# About this exercise
What lines in the entries below contain the word "reference"? Copy all of them.

(Input)

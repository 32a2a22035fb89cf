//! Raw containers and the per-shape interception capability.
//!
//! A [`Container`] is a shared, interior-mutable allocation holding one of
//! the four shapes. Its [`ContainerId`] is the identity the engine keys its
//! bookkeeping on; [`WeakContainer`] lets that bookkeeping notice when the
//! container has been abandoned.

use std::cell::{Ref, RefCell, RefMut};
use std::fmt;
use std::rc::{Rc, Weak};
use std::sync::atomic::{AtomicU64, Ordering};
use std::sync::Arc;

use indexmap::{IndexMap, IndexSet};

use super::{EntryKey, Key, Shape, Value};
use crate::error::{Error, Result};

/// Process-unique identity of a raw container.
#[derive(Debug, Clone, Copy, PartialEq, Eq, Hash, PartialOrd, Ord)]
pub struct ContainerId(u64);

impl ContainerId {
    fn new() -> Self {
        static COUNTER: AtomicU64 = AtomicU64::new(0);
        Self(COUNTER.fetch_add(1, Ordering::Relaxed))
    }

    /// Get the raw ID value.
    pub fn raw(&self) -> u64 {
        self.0
    }
}

impl fmt::Display for ContainerId {
    fn fmt(&self, f: &mut fmt::Formatter<'_>) -> fmt::Result {
        write!(f, "#{}", self.0)
    }
}

/// Read/write/delete capability implemented by every container shape.
///
/// `read` and `delete` return `Ok(None)` for absent keys; `write` returns
/// the previous value, `None` when the slot did not exist. Keys that cannot
/// address the shape are rejected with [`Error::InvalidKey`].
pub trait Interceptable {
    fn shape(&self) -> Shape;

    fn read(&self, key: &Key) -> Result<Option<Value>>;

    fn write(&mut self, key: &Key, value: Value) -> Result<Option<Value>>;

    fn delete(&mut self, key: &Key) -> Result<Option<Value>>;

    /// Number of stored slots.
    fn len(&self) -> usize;

    fn is_empty(&self) -> bool {
        self.len() == 0
    }

    /// Keys of every stored slot, in order.
    fn keys(&self) -> Vec<Key>;

    /// Whether `key` is part of the shape's native structural bookkeeping.
    fn is_bookkeeping(&self, key: &Key) -> bool {
        key.is_bookkeeping()
    }

    fn contains(&self, key: &Key) -> Result<bool> {
        Ok(self.read(key)?.is_some())
    }

    fn invalid(&self, key: &Key) -> Error {
        Error::InvalidKey {
            key: key.clone(),
            shape: self.shape(),
        }
    }
}

/// Ordered string-keyed fields.
#[derive(Debug, Clone, Default)]
pub struct Record(pub IndexMap<Arc<str>, Value>);

impl Interceptable for Record {
    fn shape(&self) -> Shape {
        Shape::Record
    }

    fn read(&self, key: &Key) -> Result<Option<Value>> {
        match key {
            Key::Field(name) => Ok(self.0.get(name).cloned()),
            Key::Contents => Ok(Some(Value::Int(self.0.len() as i64))),
            _ => Err(self.invalid(key)),
        }
    }

    fn write(&mut self, key: &Key, value: Value) -> Result<Option<Value>> {
        match key {
            Key::Field(name) => Ok(self.0.insert(name.clone(), value)),
            _ => Err(self.invalid(key)),
        }
    }

    fn delete(&mut self, key: &Key) -> Result<Option<Value>> {
        match key {
            Key::Field(name) => Ok(self.0.shift_remove(name)),
            _ => Err(self.invalid(key)),
        }
    }

    fn len(&self) -> usize {
        self.0.len()
    }

    fn keys(&self) -> Vec<Key> {
        self.0.keys().cloned().map(Key::Field).collect()
    }
}

/// A growable sequence. Deleting an element leaves an `Undefined` hole;
/// writing `Length` truncates or pads with holes.
#[derive(Debug, Clone, Default)]
pub struct Sequence(pub Vec<Value>);

impl Interceptable for Sequence {
    fn shape(&self) -> Shape {
        Shape::Sequence
    }

    fn read(&self, key: &Key) -> Result<Option<Value>> {
        match key {
            Key::Index(i) => Ok(self.0.get(*i).cloned()),
            Key::Length => Ok(Some(Value::Int(self.0.len() as i64))),
            _ => Err(self.invalid(key)),
        }
    }

    fn write(&mut self, key: &Key, value: Value) -> Result<Option<Value>> {
        match key {
            Key::Index(i) if *i < self.0.len() => {
                Ok(Some(std::mem::replace(&mut self.0[*i], value)))
            }
            Key::Index(i) if *i == self.0.len() => {
                self.0.push(value);
                Ok(None)
            }
            Key::Index(i) => Err(Error::IndexOutOfBounds {
                index: *i,
                len: self.0.len(),
            }),
            Key::Length => {
                let old = self.0.len();
                let new = value
                    .as_i64()
                    .and_then(|n| usize::try_from(n).ok())
                    .ok_or_else(|| self.invalid(key))?;
                self.0.resize(new, Value::Undefined);
                Ok(Some(Value::Int(old as i64)))
            }
            _ => Err(self.invalid(key)),
        }
    }

    fn delete(&mut self, key: &Key) -> Result<Option<Value>> {
        match key {
            // a hole left by an earlier delete counts as absent
            Key::Index(i) => Ok(self
                .0
                .get_mut(*i)
                .filter(|slot| !slot.is_undefined())
                .map(std::mem::take)),
            _ => Err(self.invalid(key)),
        }
    }

    fn len(&self) -> usize {
        self.0.len()
    }

    fn keys(&self) -> Vec<Key> {
        (0..self.0.len()).map(Key::Index).collect()
    }
}

/// Ordered map entries keyed by scalars.
#[derive(Debug, Clone, Default)]
pub struct MapEntries(pub IndexMap<EntryKey, Value>);

impl Interceptable for MapEntries {
    fn shape(&self) -> Shape {
        Shape::Map
    }

    fn read(&self, key: &Key) -> Result<Option<Value>> {
        match key {
            Key::Entry(k) => Ok(self.0.get(k).cloned()),
            Key::Contents => Ok(Some(Value::Int(self.0.len() as i64))),
            _ => Err(self.invalid(key)),
        }
    }

    fn write(&mut self, key: &Key, value: Value) -> Result<Option<Value>> {
        match key {
            Key::Entry(k) => Ok(self.0.insert(k.clone(), value)),
            Key::Contents if value.is_undefined() => {
                self.0.clear();
                Ok(None)
            }
            _ => Err(self.invalid(key)),
        }
    }

    fn delete(&mut self, key: &Key) -> Result<Option<Value>> {
        match key {
            Key::Entry(k) => Ok(self.0.shift_remove(k)),
            _ => Err(self.invalid(key)),
        }
    }

    fn len(&self) -> usize {
        self.0.len()
    }

    fn keys(&self) -> Vec<Key> {
        self.0.keys().cloned().map(Key::Entry).collect()
    }
}

/// Ordered set members. A present member reads as `Bool(true)`.
#[derive(Debug, Clone, Default)]
pub struct SetMembers(pub IndexSet<EntryKey>);

impl Interceptable for SetMembers {
    fn shape(&self) -> Shape {
        Shape::Set
    }

    fn read(&self, key: &Key) -> Result<Option<Value>> {
        match key {
            Key::Entry(k) => Ok(self.0.contains(k).then_some(Value::Bool(true))),
            Key::Contents => Ok(Some(Value::Int(self.0.len() as i64))),
            _ => Err(self.invalid(key)),
        }
    }

    fn write(&mut self, key: &Key, value: Value) -> Result<Option<Value>> {
        match key {
            Key::Entry(k) => {
                let existed = !self.0.insert(k.clone());
                Ok(existed.then_some(Value::Bool(true)))
            }
            Key::Contents if value.is_undefined() => {
                self.0.clear();
                Ok(None)
            }
            _ => Err(self.invalid(key)),
        }
    }

    fn delete(&mut self, key: &Key) -> Result<Option<Value>> {
        match key {
            Key::Entry(k) => Ok(self.0.shift_remove(k).then_some(Value::Bool(true))),
            _ => Err(self.invalid(key)),
        }
    }

    fn len(&self) -> usize {
        self.0.len()
    }

    fn keys(&self) -> Vec<Key> {
        self.0.iter().cloned().map(Key::Entry).collect()
    }
}

/// Storage of a raw container.
#[derive(Debug, Clone)]
pub enum ContainerData {
    Record(Record),
    Sequence(Sequence),
    Map(MapEntries),
    Set(SetMembers),
}

impl ContainerData {
    pub fn as_interceptable(&self) -> &dyn Interceptable {
        match self {
            ContainerData::Record(r) => r,
            ContainerData::Sequence(s) => s,
            ContainerData::Map(m) => m,
            ContainerData::Set(s) => s,
        }
    }

    pub fn as_interceptable_mut(&mut self) -> &mut dyn Interceptable {
        match self {
            ContainerData::Record(r) => r,
            ContainerData::Sequence(s) => s,
            ContainerData::Map(m) => m,
            ContainerData::Set(s) => s,
        }
    }
}

#[derive(Debug)]
struct ContainerCell {
    id: ContainerId,
    data: RefCell<ContainerData>,
}

/// A raw container with reference identity.
///
/// Cloning a `Container` clones the reference, not the contents.
#[derive(Clone)]
pub struct Container(Rc<ContainerCell>);

impl Container {
    pub fn new(data: ContainerData) -> Self {
        Self(Rc::new(ContainerCell {
            id: ContainerId::new(),
            data: RefCell::new(data),
        }))
    }

    pub fn record<K, V>(fields: impl IntoIterator<Item = (K, V)>) -> Self
    where
        K: Into<Arc<str>>,
        V: Into<Value>,
    {
        Self::new(ContainerData::Record(Record(
            fields
                .into_iter()
                .map(|(k, v)| (k.into(), v.into()))
                .collect(),
        )))
    }

    pub fn sequence<V: Into<Value>>(items: impl IntoIterator<Item = V>) -> Self {
        Self::new(ContainerData::Sequence(Sequence(
            items.into_iter().map(Into::into).collect(),
        )))
    }

    pub fn map<K, V>(entries: impl IntoIterator<Item = (K, V)>) -> Self
    where
        K: Into<EntryKey>,
        V: Into<Value>,
    {
        Self::new(ContainerData::Map(MapEntries(
            entries
                .into_iter()
                .map(|(k, v)| (k.into(), v.into()))
                .collect(),
        )))
    }

    pub fn set<K: Into<EntryKey>>(members: impl IntoIterator<Item = K>) -> Self {
        Self::new(ContainerData::Set(SetMembers(
            members.into_iter().map(Into::into).collect(),
        )))
    }

    pub fn id(&self) -> ContainerId {
        self.0.id
    }

    pub fn shape(&self) -> Shape {
        self.0.data.borrow().as_interceptable().shape()
    }

    pub fn ptr_eq(&self, other: &Container) -> bool {
        Rc::ptr_eq(&self.0, &other.0)
    }

    pub fn downgrade(&self) -> WeakContainer {
        WeakContainer(Rc::downgrade(&self.0))
    }

    /// Borrow the raw storage. Reads through this bypass tracking.
    pub fn data(&self) -> Ref<'_, ContainerData> {
        self.0.data.borrow()
    }

    /// Mutably borrow the raw storage. Writes through this bypass
    /// notification entirely.
    pub fn data_mut(&self) -> RefMut<'_, ContainerData> {
        self.0.data.borrow_mut()
    }

    /// Untracked raw read.
    pub fn read(&self, key: &Key) -> Result<Option<Value>> {
        self.data().as_interceptable().read(key)
    }

    pub fn len(&self) -> usize {
        self.data().as_interceptable().len()
    }

    pub fn is_empty(&self) -> bool {
        self.len() == 0
    }
}

impl fmt::Debug for Container {
    fn fmt(&self, f: &mut fmt::Formatter<'_>) -> fmt::Result {
        match self.0.data.try_borrow() {
            Ok(data) => f
                .debug_struct("Container")
                .field("id", &self.0.id)
                .field("shape", &data.as_interceptable().shape())
                .field("len", &data.as_interceptable().len())
                .finish(),
            Err(_) => f
                .debug_struct("Container")
                .field("id", &self.0.id)
                .finish_non_exhaustive(),
        }
    }
}

/// Non-owning reference to a raw container.
#[derive(Debug, Clone)]
pub struct WeakContainer(Weak<ContainerCell>);

impl WeakContainer {
    pub fn upgrade(&self) -> Option<Container> {
        self.0.upgrade().map(Container)
    }

    pub fn is_alive(&self) -> bool {
        self.0.strong_count() > 0
    }
}

#[cfg(test)]
mod tests {
    use super::*;

    #[test]
    fn container_ids_are_unique() {
        let a = Container::record::<&str, i64>([]);
        let b = Container::record::<&str, i64>([]);
        assert_ne!(a.id(), b.id());
        assert_eq!(a.id(), a.clone().id());
    }

    #[test]
    fn record_write_reports_previous_value() {
        let mut record = Record::default();
        assert_eq!(record.write(&Key::field("a"), Value::Int(1)).unwrap(), None);
        assert_eq!(
            record.write(&Key::field("a"), Value::Int(2)).unwrap(),
            Some(Value::Int(1))
        );
        assert_eq!(record.keys(), vec![Key::field("a")]);
    }

    #[test]
    fn record_rejects_indices() {
        let record = Record::default();
        let err = record.read(&Key::Index(0)).unwrap_err();
        assert_eq!(
            err,
            Error::InvalidKey {
                key: Key::Index(0),
                shape: Shape::Record
            }
        );
    }

    #[test]
    fn sequence_appends_at_len_and_rejects_gaps() {
        let mut seq = Sequence(vec![Value::Int(1)]);
        assert_eq!(seq.write(&Key::Index(1), Value::Int(2)).unwrap(), None);
        assert_eq!(seq.len(), 2);
        let err = seq.write(&Key::Index(5), Value::Int(3)).unwrap_err();
        assert_eq!(err, Error::IndexOutOfBounds { index: 5, len: 2 });
    }

    #[test]
    fn sequence_delete_leaves_hole_and_length_truncates() {
        let mut seq = Sequence(vec![Value::Int(1), Value::Int(2), Value::Int(3)]);
        assert_eq!(seq.delete(&Key::Index(1)).unwrap(), Some(Value::Int(2)));
        assert_eq!(seq.read(&Key::Index(1)).unwrap(), Some(Value::Undefined));
        assert_eq!(seq.delete(&Key::Index(1)).unwrap(), None);
        seq.write(&Key::Length, Value::Int(1)).unwrap();
        assert_eq!(seq.len(), 1);
        assert_eq!(seq.delete(&Key::Index(4)).unwrap(), None);
    }

    #[test]
    fn set_members_read_as_true() {
        let mut set = SetMembers::default();
        let key = Key::Entry(EntryKey::from("x"));
        assert_eq!(set.write(&key, Value::Bool(true)).unwrap(), None);
        assert_eq!(set.read(&key).unwrap(), Some(Value::Bool(true)));
        assert_eq!(set.write(&key, Value::Bool(true)).unwrap(), Some(Value::Bool(true)));
        assert!(set.delete(&key).unwrap().is_some());
        assert!(!set.contains(&key).unwrap());
    }

    #[test]
    fn map_contents_clear() {
        let mut map = MapEntries::default();
        map.write(&Key::Entry(EntryKey::Int(1)), Value::from("one")).unwrap();
        map.write(&Key::Contents, Value::Undefined).unwrap();
        assert!(map.is_empty());
    }

    #[test]
    fn weak_container_tracks_liveness() {
        let container = Container::sequence([1, 2]);
        let weak = container.downgrade();
        assert!(weak.is_alive());
        drop(container);
        assert!(!weak.is_alive());
        assert!(weak.upgrade().is_none());
    }
}
//! Observers
//!
//! An observer is a callback re-run whenever something it read changes.
//! It runs once immediately when registered through
//! [`Runtime::observe`](super::Runtime::observe); every run rebuilds its
//! set of dependencies from scratch, since a re-run may take a different
//! path through the state.
//!
//! Observers created while another observer is running are *inert*: their
//! callback runs once, inline, and everything it reads is attributed to the
//! outer observer.

use std::cell::{Cell, RefCell};
use std::fmt;
use std::rc::{Rc, Weak};
use std::sync::atomic::{AtomicU64, Ordering};

use indexmap::IndexSet;

use super::runtime::RuntimeInner;
use crate::value::{ContainerId, Key, WeakContainer};

/// Unique identifier for an observer.
#[derive(Debug, Clone, Copy, PartialEq, Eq, Hash, PartialOrd, Ord)]
pub struct ObserverId(u64);

impl ObserverId {
    /// Generate a new unique observer ID.
    pub(crate) fn new() -> Self {
        static COUNTER: AtomicU64 = AtomicU64::new(0);
        Self(COUNTER.fetch_add(1, Ordering::Relaxed))
    }
}

impl fmt::Display for ObserverId {
    fn fmt(&self, f: &mut fmt::Formatter<'_>) -> fmt::Result {
        write!(f, "observer#{}", self.0)
    }
}

/// Runtime-side state of a registered observer.
pub(crate) struct ObserverNode {
    pub id: ObserverId,
    pub callback: Rc<dyn Fn()>,
    /// (container, key) pairs read during the latest run.
    pub dependencies: RefCell<IndexSet<(ContainerId, Key)>>,
    pub run_count: Cell<usize>,
    pub disposed: Cell<bool>,
    /// Set for the internal observer of a derived cell; once the cell's
    /// root container is gone the observer is purged.
    pub owner: Option<WeakContainer>,
}

impl ObserverNode {
    pub fn new(callback: Rc<dyn Fn()>, owner: Option<WeakContainer>) -> Self {
        Self {
            id: ObserverId::new(),
            callback,
            dependencies: RefCell::new(IndexSet::new()),
            run_count: Cell::new(0),
            disposed: Cell::new(false),
            owner,
        }
    }

    pub fn is_orphaned(&self) -> bool {
        self.owner.as_ref().is_some_and(|owner| !owner.is_alive())
    }
}

/// Handle to a registered observer.
///
/// The observer keeps running for as long as its runtime lives; dropping
/// the handle does not stop it. Call [`dispose`](Self::dispose) to tear
/// it down.
#[derive(Clone)]
pub struct ObserverHandle {
    id: Option<ObserverId>,
    runtime: Weak<RuntimeInner>,
}

impl ObserverHandle {
    pub(crate) fn new(id: ObserverId, runtime: Weak<RuntimeInner>) -> Self {
        Self {
            id: Some(id),
            runtime,
        }
    }

    /// Handle returned for an observer created while another was running.
    pub(crate) fn inert() -> Self {
        Self {
            id: None,
            runtime: Weak::new(),
        }
    }

    /// The observer's ID, `None` for an inert handle.
    pub fn id(&self) -> Option<ObserverId> {
        self.id
    }

    /// Whether this observer was absorbed into an enclosing observer.
    pub fn is_inert(&self) -> bool {
        self.id.is_none()
    }

    /// Remove the observer's subscriptions and exclude it from pending and
    /// future flushes.
    pub fn dispose(&self) {
        if let (Some(id), Some(runtime)) = (self.id, self.runtime.upgrade()) {
            runtime.unobserve(id);
        }
    }

    /// Whether the observer has been torn down (or its runtime dropped).
    pub fn is_disposed(&self) -> bool {
        self.node().map_or(true, |node| node.disposed.get())
    }

    /// Number of times the callback has run as a tracked observer.
    pub fn run_count(&self) -> usize {
        self.node().map_or(0, |node| node.run_count.get())
    }

    /// Number of (container, key) pairs read during the latest run.
    pub fn dependency_count(&self) -> usize {
        self.node()
            .map_or(0, |node| node.dependencies.borrow().len())
    }

    fn node(&self) -> Option<Rc<ObserverNode>> {
        let runtime = self.runtime.upgrade()?;
        runtime.observer(self.id?)
    }
}

impl fmt::Debug for ObserverHandle {
    fn fmt(&self, f: &mut fmt::Formatter<'_>) -> fmt::Result {
        f.debug_struct("ObserverHandle")
            .field("id", &self.id)
            .field("run_count", &self.run_count())
            .field("dependency_count", &self.dependency_count())
            .field("disposed", &self.is_disposed())
            .finish()
    }
}

#[cfg(test)]
mod tests {
    use super::*;

    #[test]
    fn observer_ids_are_unique() {
        let id1 = ObserverId::new();
        let id2 = ObserverId::new();
        let id3 = ObserverId::new();

        assert_ne!(id1, id2);
        assert_ne!(id2, id3);
        assert_ne!(id1, id3);
    }

    #[test]
    fn inert_handle_reports_nothing() {
        let handle = ObserverHandle::inert();
        assert!(handle.is_inert());
        assert!(handle.is_disposed());
        assert_eq!(handle.run_count(), 0);
        handle.dispose();
    }

    #[test]
    fn orphaned_when_owner_dropped() {
        let owner = crate::value::Container::record([("value", 0)]);
        let node = ObserverNode::new(Rc::new(|| {}), Some(owner.downgrade()));
        assert!(!node.is_orphaned());
        drop(owner);
        assert!(node.is_orphaned());
    }
}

(End Input)

# Response
/// A raw container with reference identity.
/// Cloning a `Container` clones the reference, not the contents.
/// Non-owning reference to a raw container.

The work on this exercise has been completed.